Этот печатный донос они читали вдвоем – Томас Неш и Ричард Бербедж.
– Бедный дружище Кит! – сказал Томас и с омерзением швырнул брошюру в мусорную корзинку. – Скажи-ка мне, Ричард, как подвигается дело с "Гизом"?
– В том-то и дело, что никак, – нахмурился актер и, словно защищаясь, поднял руку, потому что хорошо знал невыдержанную и быструю на горячее слово натуру Неша. – Погоди, Том, сейчас я тебе все расскажу. Да выслушай ты наконец меня! Рукопись, а мы же имели единственный экземпляр, исчезла.
– То есть как это – исчезла? – у Томаса гневно сошлись брови.
– Если бы знать! Однако у нас есть подозрение. На днях у нас толкался этот бездарный стихоплет Уотсон[12], из-за которого Крис в свое время чуть не угодил на виселицу, но не пойманный – не вор. Кому и что тут докажешь?
– Прибью негодяя! – поклялся Неш.
Ричард Бербедж, не соглашаясь, покачал головой.
– Не прибьешь, Том. Не прибьешь…
– Вот увидишь!
– Ты не горячись, а слушай, что я скажу. Судя по тому, что нам известно, все это вяжется в один грязный, отвратительный клубок. Мы никого не прибьем и даже не станем устраивать никакого шума, а сделаем иначе. Мой премудрый брат Джеймс считает, что трагедию надо немедленно издать.
– Ты что, смеешься надо мной?
– Спокойно, Том. Джеймс сказал, что у тебя была хорошая возможность изучить манеру письма Криса, ведь вы вдвоем работали над "Дидоной". Так что ты должен восстановить заново выкраденную и, вероятно, уничтоженную рукопись "Гиза".
– "Восстановить"! – во весь голос выкрикнул Неш. – Ты хотя бы приблизительно представляешь, что это такое? Ты, по крайней мере, понимаешь, сколько замечательных находок Криса будет потеряно? Нет, это невозможно… Я же не заучивал ее на память!
– Возможно, Том, – непоколебимо доказывал свое упрямый и терпеливый Ричард. – И не торопись с отказом: мы, актеры, поможем тебе. Скажем, я готовил роль Гиза и более или менее хорошо выучил ее. Тут главное – не тянуть, пока что-то еще держится в голове. Потери безусловно будут. И ты в этом прав, Том. Но общими усилиями всех нас мы непременно возродим пьесу. Ведь это наш святой долг перед беднягой Кристофером.

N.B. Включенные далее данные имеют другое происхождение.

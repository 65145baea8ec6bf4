//! Application service — per-module validation.
//!
//! Extracts every declared output, evaluates its predicates, then cross-checks
//! live resource state. Every predicate is evaluated; a failure never
//! short-circuits the module's remaining checks.

use std::collections::HashMap;

use stackcheck_common::{AssertionResult, Cause};

use crate::application::ports::{Provisioner, ResourceStateReader};
use crate::application::services::extract::extract;
use crate::domain::module::ResourceCheck;
use crate::domain::{AppliedModule, OutputError, ResourceRef, Scope, Timeouts, TypedValue};

/// Outcome of validating one applied module.
#[derive(Debug, Default)]
pub struct Validation {
    pub assertions: Vec<AssertionResult>,
    /// Output contract violation, if any: the first error's cause plus all
    /// output error messages.
    pub failure: Option<(Cause, String)>,
}

impl Validation {
    /// `true` iff no output error occurred and every assertion passed.
    #[must_use]
    pub fn passed(&self) -> bool {
        self.failure.is_none() && self.assertions.iter().all(|a| a.passed)
    }
}

/// Validate `module`'s outputs and live resources.
pub async fn validate_module(
    provisioner: &impl Provisioner,
    reader: &impl ResourceStateReader,
    module: &AppliedModule,
    scope: &Scope,
    timeouts: &Timeouts,
) -> Validation {
    let mut validation = Validation::default();
    let mut errors: Vec<OutputError> = Vec::new();
    let mut typed: HashMap<&str, TypedValue> = HashMap::new();

    for check in &module.descriptor.outputs {
        match extract(provisioner, module, &check.name, check.kind, timeouts.output()).await {
            Ok(output) => {
                for predicate in &check.expect {
                    validation
                        .assertions
                        .push(predicate.evaluate(&check.name, Some(&output.value)));
                }
                typed.insert(check.name.as_str(), output.value);
            }
            Err(e) => {
                tracing::warn!(
                    module = module.id(),
                    output = %check.name,
                    error = %e,
                    "output check failed"
                );
                errors.push(e);
            }
        }
    }

    for check in &module.descriptor.resources {
        let id_value = typed.get(check.id_from.as_str());
        let results = check_resource(reader, module, check, id_value, scope, timeouts).await;
        validation.assertions.extend(results);
    }

    if let Some(first) = errors.first() {
        let message = errors
            .iter()
            .map(ToString::to_string)
            .collect::<Vec<_>>()
            .join("; ");
        validation.failure = Some((first.cause(), message));
    }
    validation
}

async fn check_resource(
    reader: &impl ResourceStateReader,
    module: &AppliedModule,
    check: &ResourceCheck,
    id_value: Option<&TypedValue>,
    scope: &Scope,
    timeouts: &Timeouts,
) -> Vec<AssertionResult> {
    let id = id_value
        .and_then(TypedValue::scalar_text)
        .filter(|id| !id.is_empty());
    let Some(id) = id else {
        return vec![AssertionResult {
            subject: format!("{}({})", check.kind, check.id_from),
            predicate: "exists".to_string(),
            passed: false,
            explanation: format!(
                "cannot read {}: identifier output '{}' is unavailable or empty",
                check.kind, check.id_from
            ),
        }];
    };

    let resource = ResourceRef { kind: check.kind, id };
    let scope = Scope {
        region: check.region.clone().unwrap_or_else(|| scope.region.clone()),
        profile: scope.profile.clone(),
    };

    let read = tokio::time::timeout(timeouts.read(), reader.read(&resource, &scope)).await;
    let attrs = match read {
        Ok(Ok(attrs)) => attrs,
        Ok(Err(e)) => return vec![unreadable(&resource, e.to_string())],
        Err(_) => {
            return vec![unreadable(
                &resource,
                format!("read timed out after {}s", timeouts.read().as_secs()),
            )];
        }
    };
    tracing::debug!(module = module.id(), resource = %resource, "live state read");

    let mut results = Vec::new();
    for attribute in &check.expect {
        let subject = format!("{resource}.{}", attribute.attribute);
        let selected = attrs.select(&attribute.attribute);
        for predicate in &attribute.checks {
            results.push(predicate.evaluate(&subject, selected.as_ref()));
        }
    }
    results
}

fn unreadable(resource: &ResourceRef, explanation: String) -> AssertionResult {
    AssertionResult {
        subject: resource.to_string(),
        predicate: "exists".to_string(),
        passed: false,
        explanation,
    }
}
//! Infrastructure layer — concrete implementations of application port traits.
//!
//! This module contains all I/O-performing code: process execution, the
//! infrastructure engine, live provider queries, and the run ledger.
//!
//! Imports from `crate::domain` and `crate::application::ports` are allowed.
//! Imports from `crate::commands` or `crate::output` are forbidden.

pub mod aws;
pub mod command_runner;
pub mod config;
pub mod ledger;
pub mod terraform;
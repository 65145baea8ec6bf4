//! Dependency sequencing: apply waves, unresolvable modules, cycle detection.
//!
//! Pure functions only — no I/O, no async.

use std::collections::{HashMap, HashSet};

use stackcheck_common::{PlanOutput, SkippedModule};

use crate::domain::error::PlanError;
use crate::domain::module::ModuleDescriptor;

/// Apply order for one run.
#[derive(Debug, Clone, PartialEq, Eq)]
pub struct Plan {
    /// Each wave only depends on modules in earlier waves. Within a wave,
    /// modules keep suite declaration order.
    pub waves: Vec<Vec<String>>,
    /// Modules that will never be applied, with the prerequisites that are
    /// unavailable to them.
    pub skipped: Vec<PlannedSkip>,
}

/// A module whose prerequisites are not part of the run.
#[derive(Debug, Clone, PartialEq, Eq)]
pub struct PlannedSkip {
    pub module: String,
    pub missing: Vec<String>,
}

impl Plan {
    #[must_use]
    pub fn to_output(&self) -> PlanOutput {
        PlanOutput {
            waves: self.waves.clone(),
            skipped: self
                .skipped
                .iter()
                .map(|s| SkippedModule {
                    module: s.module.clone(),
                    missing: s.missing.clone(),
                })
                .collect(),
        }
    }
}

/// Build the apply plan for `modules`, restricted to `only` when non-empty.
///
/// Structural checks (duplicates, undeclared input sources, cycles) run over
/// the whole suite so a broken suite fails regardless of the selection.
/// A selected module whose prerequisite is outside the selection, or is
/// itself skipped, is reported in `Plan::skipped` and never scheduled.
///
/// # Errors
///
/// Returns `PlanError` for duplicate ids, unknown ids in `only`, an
/// `inputs_from` source missing from `requires`, or a dependency cycle.
pub fn plan(modules: &[ModuleDescriptor], only: &[String]) -> Result<Plan, PlanError> {
    let mut index: HashMap<&str, usize> = HashMap::new();
    for (i, m) in modules.iter().enumerate() {
        if index.insert(m.id.as_str(), i).is_some() {
            return Err(PlanError::DuplicateModule(m.id.clone()));
        }
    }

    for m in modules {
        for (var, source) in &m.inputs_from {
            if !m.requires.contains(&source.module) {
                return Err(PlanError::UndeclaredInputSource {
                    module: m.id.clone(),
                    var: var.clone(),
                    source_module: source.module.clone(),
                });
            }
        }
    }

    if let Some(cycle) = find_cycle(modules, &index) {
        return Err(PlanError::DependencyCycle { cycle });
    }

    let selected: HashSet<&str> = if only.is_empty() {
        index.keys().copied().collect()
    } else {
        let mut set = HashSet::new();
        for id in only {
            if !index.contains_key(id.as_str()) {
                return Err(PlanError::UnknownModule(id.clone()));
            }
            set.insert(id.as_str());
        }
        set
    };

    // Depth of each schedulable module; `None` marks a skipped one. The graph
    // is acyclic here, so resolving in topological order always terminates.
    let mut depth: HashMap<&str, Option<usize>> = HashMap::new();
    let mut skipped = Vec::new();
    for id in topological_order(modules, &index) {
        if !selected.contains(id) {
            continue;
        }
        let module = &modules[index[id]];
        let missing: Vec<String> = module
            .requires
            .iter()
            .filter(|req| !matches!(depth.get(req.as_str()), Some(Some(_))))
            .cloned()
            .collect();
        if missing.is_empty() {
            let d = module
                .requires
                .iter()
                .filter_map(|req| depth.get(req.as_str()).copied().flatten())
                .map(|d| d + 1)
                .max()
                .unwrap_or(0);
            depth.insert(id, Some(d));
        } else {
            depth.insert(id, None);
            skipped.push((index[id], missing));
        }
    }

    let wave_count = depth.values().flatten().map(|d| d + 1).max().unwrap_or(0);
    let mut waves = vec![Vec::new(); wave_count];
    for m in modules {
        if let Some(Some(d)) = depth.get(m.id.as_str()) {
            waves[*d].push(m.id.clone());
        }
    }

    skipped.sort_by_key(|(i, _)| *i);
    Ok(Plan {
        waves,
        skipped: skipped
            .into_iter()
            .map(|(i, missing)| PlannedSkip {
                module: modules[i].id.clone(),
                missing,
            })
            .collect(),
    })
}

/// Topological order over declared modules; requirements that name
/// undeclared modules are ignored here (they surface as skips).
fn topological_order<'a>(
    modules: &'a [ModuleDescriptor],
    index: &HashMap<&str, usize>,
) -> Vec<&'a str> {
    let mut order = Vec::with_capacity(modules.len());
    let mut done: HashSet<&str> = HashSet::new();
    while order.len() < modules.len() {
        let before = order.len();
        for m in modules {
            if done.contains(m.id.as_str()) {
                continue;
            }
            let ready = m
                .requires
                .iter()
                .all(|r| !index.contains_key(r.as_str()) || done.contains(r.as_str()));
            if ready {
                done.insert(m.id.as_str());
                order.push(m.id.as_str());
            }
        }
        if order.len() == before {
            break;
        }
    }
    order
}

fn find_cycle(modules: &[ModuleDescriptor], index: &HashMap<&str, usize>) -> Option<Vec<String>> {
    #[derive(Clone, Copy, PartialEq)]
    enum Mark {
        Unvisited,
        InProgress,
        Done,
    }

    fn visit(
        i: usize,
        modules: &[ModuleDescriptor],
        index: &HashMap<&str, usize>,
        marks: &mut [Mark],
        stack: &mut Vec<usize>,
    ) -> Option<Vec<String>> {
        marks[i] = Mark::InProgress;
        stack.push(i);
        for req in &modules[i].requires {
            let Some(&j) = index.get(req.as_str()) else {
                continue;
            };
            match marks[j] {
                Mark::InProgress => {
                    let start = stack.iter().position(|&k| k == j).unwrap_or(0);
                    let mut cycle: Vec<String> =
                        stack[start..].iter().map(|&k| modules[k].id.clone()).collect();
                    cycle.push(modules[j].id.clone());
                    return Some(cycle);
                }
                Mark::Unvisited => {
                    if let Some(cycle) = visit(j, modules, index, marks, stack) {
                        return Some(cycle);
                    }
                }
                Mark::Done => {}
            }
        }
        stack.pop();
        marks[i] = Mark::Done;
        None
    }

    let mut marks = vec![Mark::Unvisited; modules.len()];
    let mut stack = Vec::new();
    for i in 0..modules.len() {
        if marks[i] == Mark::Unvisited {
            if let Some(cycle) = visit(i, modules, index, &mut marks, &mut stack) {
                return Some(cycle);
            }
        }
    }
    None
}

– Если так – согласен! – твердо сказал Неш.
– Мы не сомневались, Том. Джеймс только предупреждает, что необходимо на всякий случай изменить название, чтобы сбить со следа тайных ищеек. На мой взгляд, Джеймс предлагает интересное название – "Парижская резня".
Вот так увидела свет последняя трагедия Кристофера Марло "Парижская резня", возрожденная памятью его настоящих, верных друзей. А их много было у него – этого человека с провалами в биографии, человека без лица, ибо не существует (и понятно, по каким причинам) ни единого его портрета или описания внешности. И почти все, что мы нынче знаем о нем, известно нам из доносов или свидетельств под пытками[13], которые сберегались в секретных архивах елизаветинского времени…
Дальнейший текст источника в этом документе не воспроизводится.